Madoc is an 1805 epic poem composed by Robert Southey. It is based on the legend of Madoc, a supposed Welsh prince who fled internecine conflict and sailed to America in the 12th century. The origins of the poem can be traced to Southey's schoolboy days when he completed a prose version of Madoc's story. By the time Southey was in his twenties, he began to devote himself to working on the poem in hopes that he could sell it to raise money to fulfill his ambitions to start a new life in America, where he hoped to found Utopian commune or "Pantisocracy". Southey finally completed the poem as a whole in 1799, at the age of 25. However, he began to devote his efforts into extensively editing the work, and Madoc was not ready for publication until 1805. It was finally published in two volumes by the London publisher Longman with extensive footnotes.

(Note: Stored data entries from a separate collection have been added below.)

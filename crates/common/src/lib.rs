pub mod crowd;
pub mod validation;
pub mod video;

pub const VERSION: &str = env!("CARGO_PKG_VERSION");
use thiserror::Error;

#[derive(Debug, Clone, PartialEq, Error)]
pub enum AnalyticsError {
    #[error("invalid analytics configuration: {0}")]
    InvalidConfig(String),

    #[error("frame size must be non-zero, got {width}x{height}")]
    EmptyFrame { width: u32, height: u32 },

    /// The heat accumulator is sized by the first frame of a session.
    #[error("frame size changed mid-session from {expected_width}x{expected_height} to {width}x{height}")]
    FrameSizeChanged {
        expected_width: u32,
        expected_height: u32,
        width: u32,
        height: u32,
    },
}

pub type Result<T> = std::result::Result<T, AnalyticsError>;
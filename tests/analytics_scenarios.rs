/// End-to-end analytics scenarios over synthetic tracks
use common::crowd::{AlertType, PixelBox, Track, TrackId};
use crowd_analytics::{
    AnalyticsConfig, AnalyticsSession, CellCoord, DensityGrid, SessionPolicy,
};

const WIDTH: u32 = 640;
const HEIGHT: u32 = 480;

/// `n` people standing with their anchors at `(x, y)`.
fn people_at(n: usize, x: i32, y: i32) -> Vec<Track> {
    (0..n)
        .map(|i| Track {
            id: TrackId(i as u64 + 1),
            bbox: PixelBox::new(x - 10, y - 40, x + 10, y + 10),
            confidence: Some(0.8),
        })
        .collect()
}

fn batch_session() -> AnalyticsSession {
    AnalyticsSession::new(AnalyticsConfig::default(), SessionPolicy::batch(), 25.0).unwrap()
}

/// Run one batch session over per-frame counts in the bottom-right cell.
fn run_counts(counts: &[usize]) -> crowd_analytics::SessionSummary {
    let mut session = batch_session();
    for &n in counts {
        session
            .analyze_frame(Some(people_at(n, 600, 440)), WIDTH, HEIGHT)
            .unwrap();
    }
    session.finish()
}

#[test]
fn test_sparse_cell_never_alerts() {
    let mut session = batch_session();
    let tracks = people_at(3, 50, 60);

    for _ in 0..50 {
        let result = session.analyze_frame(Some(tracks.clone()), WIDTH, HEIGHT).unwrap();
        assert_eq!(result.grid.count(CellCoord { row: 0, col: 0 }), 3);
        assert_eq!(result.total_count, 3);
        assert!(result.alerts.is_empty());
        assert!(result.closed_events.is_empty());
        assert!(session.zone_state().is_empty());
    }

    let summary = session.finish();
    assert!(summary.alerts.is_empty());
    assert_eq!(summary.counts.max_people_detected, 3);
    assert_eq!(summary.counts.avg_people_detected, 3.0);
    assert_eq!(summary.people_count_by_second.len(), 2);
}

#[test]
fn test_short_congestion_is_debounced() {
    let mut counts = vec![2; 10];
    counts.extend([7; 5]);
    counts.extend([2; 10]);

    let summary = run_counts(&counts);
    assert!(summary.events.is_empty());
    assert!(summary.alerts.is_empty());
}

#[test]
fn test_sustained_congestion_yields_one_event() {
    let mut counts = vec![2; 10];
    counts.extend([7; 50]);
    counts.extend([2; 10]);

    let summary = run_counts(&counts);
    assert_eq!(summary.events.len(), 1);

    let event = &summary.events[0];
    assert_eq!(event.cell, CellCoord { row: 3, col: 3 });
    assert_eq!(event.start_frame, 11);
    assert_eq!(event.end_frame, 61);
    assert!((event.duration_secs() - 2.0).abs() < 1e-9);

    let alert = &summary.alerts[0];
    assert_eq!(alert.id, "unsafe-0");
    assert_eq!(alert.alert_type, AlertType::HighRiskEvent);
    assert_eq!(
        alert.message,
        "High density in Bottom-Right Zone (Grid 3,3) from 0.4s to 2.4s"
    );
}

#[test]
fn test_congestion_open_at_end_is_closed_at_last_frame() {
    let mut counts = vec![2; 5];
    counts.extend([9; 45]);

    let summary = run_counts(&counts);
    assert_eq!(summary.events.len(), 1);
    assert_eq!(summary.events[0].start_frame, 6);
    assert_eq!(summary.events[0].end_frame, 50);
}

#[test]
fn test_grid_sum_matches_in_frame_anchors() {
    let mut tracks = people_at(4, 100, 100);
    // Anchor below the frame.
    tracks.push(Track {
        id: TrackId(99),
        bbox: PixelBox::new(300, 470, 320, 560),
        confidence: None,
    });
    // Anchor left of the frame.
    tracks.push(Track {
        id: TrackId(100),
        bbox: PixelBox::new(-60, 10, -20, 100),
        confidence: None,
    });

    for n in [3, 4, 5, 8] {
        let binning = DensityGrid::bin(&tracks, WIDTH, HEIGHT, n);
        assert_eq!(binning.grid.total(), 4, "grid {}", n);
        assert_eq!(binning.placements.len(), tracks.len());
    }
}

#[test]
fn test_forecast_follows_rising_density() {
    let mut session = batch_session();
    let mut last = 0;
    for frame in 0..45 {
        let n = 1 + frame / 9;
        last = n;
        session
            .analyze_frame(Some(people_at(n, 600, 440)), WIDTH, HEIGHT)
            .unwrap();
    }

    let summary = session.finish();
    let prediction = summary.prediction.unwrap();
    assert!(prediction.expected_max_density as usize > last);
    assert!(prediction.high_risk_cells.contains(&CellCoord { row: 3, col: 3 }));
    assert!(summary.prediction_overlay.is_some());
}

#[test]
fn test_sessions_are_isolated() {
    let mut busy = batch_session();
    let mut quiet = batch_session();

    for _ in 0..40 {
        busy.analyze_frame(Some(people_at(8, 600, 440)), WIDTH, HEIGHT).unwrap();
        quiet.analyze_frame(Some(people_at(1, 50, 60)), WIDTH, HEIGHT).unwrap();
    }

    assert!(!busy.zone_state().is_empty());
    assert!(quiet.zone_state().is_empty());
    assert_eq!(busy.finish().alerts.len(), 1);
    assert!(quiet.finish().alerts.is_empty());
}
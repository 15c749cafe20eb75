use crate::config::ServiceConfig;
use crate::detector::{build_detector, Detector};
use anyhow::Result;
use std::collections::HashMap;
use std::sync::Arc;
use tokio::sync::RwLock;
use tokio_util::sync::CancellationToken;
use tracing::info;

/// Shared service state. Analytics state is never stored here: every batch
/// job and live connection owns its own session.
#[derive(Clone)]
pub struct AppState {
    inner: Arc<AppStateInner>,
}

struct AppStateInner {
    config: ServiceConfig,
    detector: Arc<dyn Detector>,
    shutdown: CancellationToken,
    live_sessions: RwLock<HashMap<String, CancellationToken>>,
}

impl AppState {
    pub fn new(config: ServiceConfig) -> Result<Self> {
        let detector = build_detector(&config)?;
        Ok(Self::with_detector(config, detector))
    }

    pub fn with_detector(config: ServiceConfig, detector: Arc<dyn Detector>) -> Self {
        Self {
            inner: Arc::new(AppStateInner {
                config,
                detector,
                shutdown: CancellationToken::new(),
                live_sessions: RwLock::new(HashMap::new()),
            }),
        }
    }

    pub fn config(&self) -> &ServiceConfig {
        &self.inner.config
    }

    pub fn detector(&self) -> Arc<dyn Detector> {
        self.inner.detector.clone()
    }

    /// Register a live session; its token is cancelled on service shutdown.
    pub async fn register_live_session(&self, session_id: &str) -> CancellationToken {
        let token = self.inner.shutdown.child_token();
        let mut sessions = self.inner.live_sessions.write().await;
        sessions.insert(session_id.to_string(), token.clone());
        token
    }

    pub async fn unregister_live_session(&self, session_id: &str) {
        let mut sessions = self.inner.live_sessions.write().await;
        if let Some(token) = sessions.remove(session_id) {
            token.cancel();
        }
    }

    pub async fn live_session_count(&self) -> usize {
        self.inner.live_sessions.read().await.len()
    }

    pub fn is_shutting_down(&self) -> bool {
        self.inner.shutdown.is_cancelled()
    }

    pub async fn shutdown(&self) -> Result<()> {
        let active = self.live_session_count().await;
        info!(active_sessions = active, "Shutting down crowd service...");
        self.inner.shutdown.cancel();
        info!("Crowd service shutdown complete");
        Ok(())
    }
}

#[cfg(test)]
mod tests {
    use super::*;

    #[tokio::test]
    async fn test_shutdown_cancels_live_sessions() {
        let state = AppState::new(ServiceConfig::default()).unwrap();
        let token = state.register_live_session("a").await;
        assert_eq!(state.live_session_count().await, 1);

        state.shutdown().await.unwrap();
        assert!(token.is_cancelled());
        assert!(state.is_shutting_down());

        state.unregister_live_session("a").await;
        assert_eq!(state.live_session_count().await, 0);
    }
}
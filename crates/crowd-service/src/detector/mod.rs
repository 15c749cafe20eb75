pub mod mock;
pub mod remote;

use crate::config::{DetectorKind, ServiceConfig};
use anyhow::{anyhow, Result};
use async_trait::async_trait;
use common::crowd::PersonDetection;
use image::RgbImage;
use std::sync::Arc;

pub use mock::{MockDetector, MockDetectorConfig};
pub use remote::RemoteDetector;

/// Person detector consulted by the pipelines.
///
/// Implementations return every person candidate they see; confidence
/// filtering happens in the pipeline so all detectors share one cutoff.
#[async_trait]
pub trait Detector: Send + Sync {
    /// Short identifier used in logs and metric labels
    fn id(&self) -> &'static str;

    async fn detect(&self, frame: &RgbImage, sequence: u64) -> Result<Vec<PersonDetection>>;

    async fn health_check(&self) -> Result<bool> {
        Ok(true)
    }
}

/// Keep detections strictly above the confidence cutoff.
pub fn confident(detections: Vec<PersonDetection>, cutoff: f32) -> Vec<PersonDetection> {
    detections
        .into_iter()
        .filter(|d| d.confidence > cutoff)
        .collect()
}

pub fn heights(detections: &[PersonDetection]) -> Vec<f32> {
    detections.iter().map(|d| d.bbox.height() as f32).collect()
}

pub fn build_detector(config: &ServiceConfig) -> Result<Arc<dyn Detector>> {
    match config.detector {
        DetectorKind::Mock => Ok(Arc::new(MockDetector::default())),
        DetectorKind::Remote => {
            let url = config
                .detector_url
                .clone()
                .ok_or_else(|| anyhow!("remote detector requires an endpoint URL"))?;
            Ok(Arc::new(RemoteDetector::new(url)?))
        }
    }
}
//! Heatmap synthesis.
//!
//! Two products: a per-frame overlay rendered from the small density grid,
//! and a full-resolution accumulator of anchor hits that is blurred and
//! colourised on demand.

use crate::density_grid::{DensityGrid, Placement};
use image::{Rgb, RgbImage};
use ndarray::{Array1, Array2};

/// Colour of the "no forecast data" placeholder.
pub const FORECAST_PLACEHOLDER: Rgb<u8> = Rgb([150, 0, 0]);

/// Smallest overlay blur kernel.
const MIN_OVERLAY_KERNEL: usize = 5;

/// Accumulator blur extends this many sigmas either side.
const HEAT_TRUNCATE_SIGMAS: f32 = 4.0;

#[derive(Debug, Clone, Copy, PartialEq, Eq)]
pub enum OverlayKind {
    /// Current occupancy; an empty grid renders black
    Density,
    /// Predicted occupancy; an empty grid renders the red placeholder
    Forecast,
}

/// Blue-to-red "jet" ramp.
pub fn jet(value: u8) -> Rgb<u8> {
    let x = f32::from(value) / 255.0;
    let channel = |offset: f32| {
        let v = (1.5 - (4.0 * x - offset).abs()).clamp(0.0, 1.0);
        (v * 255.0).round() as u8
    };
    Rgb([channel(3.0), channel(2.0), channel(1.0)])
}

/// Odd blur kernel proportional to the cell width, at least 5.
pub fn overlay_kernel_size(width: u32, cols: usize) -> usize {
    let half_cell = (f64::from(width) / cols.max(1) as f64 / 2.0).floor() as usize;
    (half_cell * 2 + 1).max(MIN_OVERLAY_KERNEL)
}

/// Gaussian kernel for a fixed size; sigma is derived from the size the
/// same way common imaging libraries do when none is given.
fn sized_gaussian_kernel(size: usize) -> Array1<f32> {
    let sigma = 0.3 * ((size as f32 - 1.0) * 0.5 - 1.0) + 0.8;
    gaussian_kernel((size / 2) as isize, sigma)
}

fn gaussian_kernel(radius: isize, sigma: f32) -> Array1<f32> {
    let denom = 2.0 * sigma * sigma;
    let raw: Array1<f32> = (-radius..=radius)
        .map(|i| (-((i * i) as f32) / denom).exp())
        .collect();
    let sum = raw.sum();
    raw / sum
}

/// Mirror index without repeating the edge sample (`d c b | a b c d`).
fn reflect_101(i: isize, n: usize) -> usize {
    if n <= 1 {
        return 0;
    }
    let period = 2 * n as isize - 2;
    let m = i.rem_euclid(period) as usize;
    if m >= n {
        period as usize - m
    } else {
        m
    }
}

/// Mirror index repeating the edge sample (`c b a | a b c`).
fn reflect_symmetric(i: isize, n: usize) -> usize {
    if n <= 1 {
        return 0;
    }
    let period = 2 * n as isize;
    let m = i.rem_euclid(period) as usize;
    if m >= n {
        period as usize - 1 - m
    } else {
        m
    }
}

/// Weights mapping grid cells onto output pixels along one axis: a
/// nearest-neighbour upscale followed by the blur kernel, folded into a
/// single `(pixels, cells)` matrix.
fn upscale_blur_weights(pixels: u32, cells: usize, kernel: &Array1<f32>) -> Array2<f32> {
    let len = pixels as usize;
    let radius = (kernel.len() / 2) as isize;
    let mut weights = Array2::<f32>::zeros((len, cells));

    for p in 0..len {
        for (k, g) in kernel.iter().enumerate() {
            let src = reflect_101(p as isize + k as isize - radius, len);
            let cell = (src * cells / len).min(cells - 1);
            weights[[p, cell]] += *g;
        }
    }
    weights
}

/// Render a grid of (possibly fractional) counts as a smooth colour overlay
/// the size of the frame.
pub fn render_overlay(grid: &Array2<f32>, width: u32, height: u32, kind: OverlayKind) -> RgbImage {
    let (rows, cols) = grid.dim();
    let peak = grid.iter().copied().fold(f32::NEG_INFINITY, f32::max);

    if rows == 0 || cols == 0 || width == 0 || height == 0 || !(peak > 0.0) {
        return match kind {
            OverlayKind::Density => RgbImage::new(width, height),
            OverlayKind::Forecast => RgbImage::from_pixel(width, height, FORECAST_PLACEHOLDER),
        };
    }

    let kernel = sized_gaussian_kernel(overlay_kernel_size(width, cols));
    let wy = upscale_blur_weights(height, rows, &kernel);
    let wx = upscale_blur_weights(width, cols, &kernel);
    let blurred = wy.dot(grid).dot(&wx.t());

    let lo = blurred.iter().copied().fold(f32::INFINITY, f32::min);
    let hi = blurred.iter().copied().fold(f32::NEG_INFINITY, f32::max);
    // a flat field (up to rounding noise from the weight sums) maps to zero
    let scale = if hi - lo > hi.abs().max(1.0) * 1e-5 {
        255.0 / (hi - lo)
    } else {
        0.0
    };

    RgbImage::from_fn(width, height, |x, y| {
        let v = (blurred[[y as usize, x as usize]] - lo) * scale;
        jet(v.round().clamp(0.0, 255.0) as u8)
    })
}

/// Overlay for a frame's occupancy counts.
pub fn density_overlay(grid: &DensityGrid, width: u32, height: u32) -> RgbImage {
    let counts = grid.counts().mapv(|c| c as f32);
    render_overlay(&counts, width, height, OverlayKind::Density)
}

/// Linear-interpolated percentile of an unsorted sample (`p` in 0..=100).
pub fn percentile(values: &mut [f32], p: f32) -> Option<f32> {
    if values.is_empty() {
        return None;
    }
    let rank = (p.clamp(0.0, 100.0) / 100.0) * (values.len() - 1) as f32;
    let lo_idx = rank.floor() as usize;
    let hi_idx = (lo_idx + 1).min(values.len() - 1);
    let frac = rank - lo_idx as f32;

    let (_, lo, upper) = values.select_nth_unstable_by(lo_idx, f32::total_cmp);
    let lo = *lo;
    let hi = if hi_idx == lo_idx {
        lo
    } else {
        // the next order statistic is the minimum of the upper partition
        upper.iter().copied().fold(f32::INFINITY, f32::min)
    };
    Some(lo + (hi - lo) * frac)
}

/// Per-session full-resolution heat, never reset while the session lives.
#[derive(Debug, Clone)]
pub struct HeatAccumulator {
    heat: Array2<f32>,
    deposits: u64,
}

impl HeatAccumulator {
    pub fn new(width: u32, height: u32) -> Self {
        Self {
            heat: Array2::zeros((height as usize, width as usize)),
            deposits: 0,
        }
    }

    /// `(width, height)` the accumulator was sized for.
    pub fn dimensions(&self) -> (u32, u32) {
        let (h, w) = self.heat.dim();
        (w as u32, h as u32)
    }

    /// Add one unit of heat at an anchor pixel; anchors outside are ignored.
    pub fn deposit(&mut self, x: i32, y: i32) {
        let (Ok(x), Ok(y)) = (usize::try_from(x), usize::try_from(y)) else {
            return;
        };
        if let Some(cell) = self.heat.get_mut([y, x]) {
            *cell += 1.0;
            self.deposits += 1;
        }
    }

    /// Deposit every binned anchor of a frame.
    pub fn deposit_placements(&mut self, placements: &[Placement]) {
        for p in placements.iter().filter(|p| p.cell.is_some()) {
            self.deposit(p.anchor.0, p.anchor.1);
        }
    }

    pub fn is_empty(&self) -> bool {
        self.deposits == 0
    }

    pub fn deposits(&self) -> u64 {
        self.deposits
    }

    pub fn heat(&self) -> &Array2<f32> {
        &self.heat
    }

    /// Blur, saturate at the given percentile and colourise.
    ///
    /// Returns `None` when nothing has been deposited or the saturation
    /// point is not positive.
    pub fn snapshot(&self, sigma: f32, saturation_percentile: f32) -> Option<RgbImage> {
        if self.is_empty() {
            return None;
        }

        let blurred = blur_symmetric(&self.heat, sigma);
        let mut samples: Vec<f32> = blurred.iter().copied().collect();
        let vmax = percentile(&mut samples, saturation_percentile)?;
        if !(vmax > 0.0) {
            return None;
        }

        let (w, h) = self.dimensions();
        Some(RgbImage::from_fn(w, h, |x, y| {
            let v = blurred[[y as usize, x as usize]].clamp(0.0, vmax);
            // truncating conversion, matching integer image casts
            jet((255.0 * v / vmax) as u8)
        }))
    }
}

/// Separable Gaussian blur with symmetric borders, skipping all-zero rows.
fn blur_symmetric(input: &Array2<f32>, sigma: f32) -> Array2<f32> {
    let (h, w) = input.dim();
    let radius = (HEAT_TRUNCATE_SIGMAS * sigma + 0.5) as isize;
    let kernel = gaussian_kernel(radius, sigma);

    let mut horizontal = Array2::<f32>::zeros((h, w));
    let mut live_rows = vec![false; h];
    for (y, row) in input.rows().into_iter().enumerate() {
        if row.iter().all(|v| *v == 0.0) {
            continue;
        }
        live_rows[y] = true;
        let mut out = horizontal.row_mut(y);
        for x in 0..w {
            out[x] = kernel
                .iter()
                .enumerate()
                .map(|(k, g)| g * row[reflect_symmetric(x as isize + k as isize - radius, w)])
                .sum();
        }
    }

    let mut output = Array2::<f32>::zeros((h, w));
    for y in 0..h {
        let mut out = output.row_mut(y);
        for (k, g) in kernel.iter().enumerate() {
            let src = reflect_symmetric(y as isize + k as isize - radius, h);
            if live_rows[src] {
                out.scaled_add(*g, &horizontal.row(src));
            }
        }
    }
    output
}
use super::Detector;
use anyhow::{Context, Result};
use async_trait::async_trait;
use common::crowd::{InferenceResult, PersonDetection, PixelBox, VideoFrame};
use common::validation::unix_timestamp_millis;
use common::video::{encode_jpeg, to_base64};
use image::RgbImage;
use reqwest::Url;
use std::time::Duration;
use tracing::instrument;

const PERSON_CLASS: &str = "person";
const JPEG_QUALITY: u8 = 85;

/// Detector backed by an HTTP inference endpoint.
///
/// Frames are posted as base64 JPEG `VideoFrame`s; non-person detections in
/// the reply are discarded.
pub struct RemoteDetector {
    endpoint: Url,
    client: reqwest::Client,
}

impl RemoteDetector {
    pub fn new(endpoint: Url) -> Result<Self> {
        let client = reqwest::Client::builder()
            .connect_timeout(Duration::from_secs(3))
            .timeout(Duration::from_secs(10))
            .build()?;
        Ok(Self { endpoint, client })
    }

    pub fn endpoint(&self) -> &Url {
        &self.endpoint
    }
}

pub(crate) fn persons(result: InferenceResult) -> Vec<PersonDetection> {
    result
        .detections
        .into_iter()
        .filter(|d| d.class.eq_ignore_ascii_case(PERSON_CLASS))
        .map(|d| PersonDetection {
            bbox: PixelBox::from(d.bbox),
            confidence: d.confidence,
        })
        .collect()
}

#[async_trait]
impl Detector for RemoteDetector {
    fn id(&self) -> &'static str {
        "remote"
    }

    #[instrument(skip_all, fields(sequence))]
    async fn detect(&self, frame: &RgbImage, sequence: u64) -> Result<Vec<PersonDetection>> {
        let jpeg = encode_jpeg(frame, JPEG_QUALITY)?;
        let request = VideoFrame {
            source_id: "crowd-service".to_string(),
            timestamp: unix_timestamp_millis(),
            sequence,
            width: frame.width(),
            height: frame.height(),
            format: "jpeg".to_string(),
            data: to_base64(&jpeg),
        };

        let resp = self
            .client
            .post(self.endpoint.clone())
            .json(&request)
            .send()
            .await
            .context("detector request failed")?;
        let resp = resp
            .error_for_status()
            .context("detector returned error status")?;
        let result: InferenceResult = resp
            .json()
            .await
            .context("failed to parse detector response")?;

        Ok(persons(result))
    }
}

The first half of the poem, Madoc in Wales, describes Madoc, a young Welsh nobleman, whose family breaks down into a series of bloody disputes over royal succession. Madoc, unwilling to participate in the struggle, decides to journey to America to start a new life. When he reaches America, he is witness to the bloody human sacrifices that the Aztec nation demands of the surrounding tribes in Aztlan. Madoc, believing it is a defiance against God, leads the Hoamen, a local tribe, into warfare against the Aztecs. Eventually, Madoc conquers them and he is able to convert the Americans to Christianity before returning to Wales to find more recruits for his colony. In the second part, Madoc in Aztlan, Madoc returns to find that the Aztecs have returned to their human sacrifices. After long and bloody warfare, Madoc is able to defeat the Aztecs and force them out of their homeland and into exile.

The poem contains Southey's bias against superstition, whether Catholic, Protestant, or pagan. He believed that the work itself was more historical than epic, and it contained many of Southey's political views. Critics gave the work mixed reviews, with many saying that there were beautiful scenes, but many feeling that the language fell short of being adequate for the subject matter. One review went so far to mock Southey's reliance on Welsh and Aztec names.

==Background==
The basis for Southey wishing to write an epic poem came from his private reading of literature while attending Westminster School as a boy. In particular, the subject was suggested by a school friend that claimed to be a descendant of Madoc's brother, Rhodri, and Southey began to write a prose version of the story in 1789. In 1794, the 20-year-old Southey was attempting to publish works to raise money to support himself and Samuel Taylor Coleridge in an expedition to America to establish a Pantisocracy, a democratic form of government that the two invented. One of the poems he sought to publish was Madoc, which was an epic that he started working on while at school but he never finished. Southey and Coleridge were able to complete the poem Joan of Arc by summer 1795 while Southey worked on Madoc. However, in his notebook he claimed on 22 February 1797. "This morning I began the study of law, this evening I began Madoc." During 1797, Southey had given up his ideas of Pantisocracy and was studying to become a lawyer. He spent the rest of his time working on other publications, such as a translating part of Jacques Necker's On the French Revolution. Southey continued to work on Madoc through 1798, and started his mornings by working on the poem.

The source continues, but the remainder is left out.